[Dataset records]
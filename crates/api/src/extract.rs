use axum::extract::FromRequestParts;
use axum::http::request::Parts;
use axum_extra::extract::cookie::CookieJar;
use axum_extra::headers::authorization::Bearer;
use axum_extra::headers::Authorization;
use axum_extra::TypedHeader;
use folio_core::auth::ResolvedSession;
use folio_core::identity::Identity;
use folio_core::Error;
use uuid::Uuid;

use crate::error::ApiError;
use crate::state::AppState;

pub const SESSION_COOKIE: &str = "session";

/// Token from `Authorization: Bearer`, else from the session cookie.
async fn session_token(parts: &mut Parts, state: &AppState) -> Option<String> {
    if let Ok(TypedHeader(Authorization(bearer))) =
        TypedHeader::<Authorization<Bearer>>::from_request_parts(parts, state).await
    {
        return Some(bearer.token().to_string());
    }
    CookieJar::from_headers(&parts.headers)
        .get(SESSION_COOKIE)
        .map(|cookie| cookie.value().to_string())
}

/// A caller with a live session. Rejects with 401 otherwise.
pub struct Session {
    pub id: Uuid,
    pub identity: Identity,
}

impl FromRequestParts<AppState> for Session {
    type Rejection = ApiError;

    async fn from_request_parts(parts: &mut Parts, state: &AppState) -> Result<Self, Self::Rejection> {
        let token = session_token(parts, state).await.ok_or(Error::Unauthenticated)?;
        let ResolvedSession {
            session_id,
            identity,
        } = state.sessions().resolve(&token).await?;
        Ok(Session {
            id: session_id,
            identity,
        })
    }
}

/// Optional caller. Missing, invalid or expired tokens all mean anonymous.
pub struct MaybeCaller(pub Option<Identity>);

impl MaybeCaller {
    pub fn identity(&self) -> Option<&Identity> {
        self.0.as_ref()
    }
}

impl FromRequestParts<AppState> for MaybeCaller {
    type Rejection = ApiError;

    async fn from_request_parts(parts: &mut Parts, state: &AppState) -> Result<Self, Self::Rejection> {
        let Some(token) = session_token(parts, state).await else {
            return Ok(MaybeCaller(None));
        };
        match state.sessions().resolve(&token).await {
            Ok(resolved) => Ok(MaybeCaller(Some(resolved.identity))),
            Err(Error::Unauthenticated) => {
                tracing::debug!("ignoring unusable session token on optional-auth route");
                Ok(MaybeCaller(None))
            }
            Err(err) => Err(err.into()),
        }
    }
}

# WHAT THIS TASK INVOLVES
Across all the records, find the lines containing the word "Unauthenticated" and reproduce each one.

# TASK ANSWER
        let token = session_token(parts, state).await.ok_or(Error::Unauthenticated)?;
            Err(Error::Unauthenticated) => {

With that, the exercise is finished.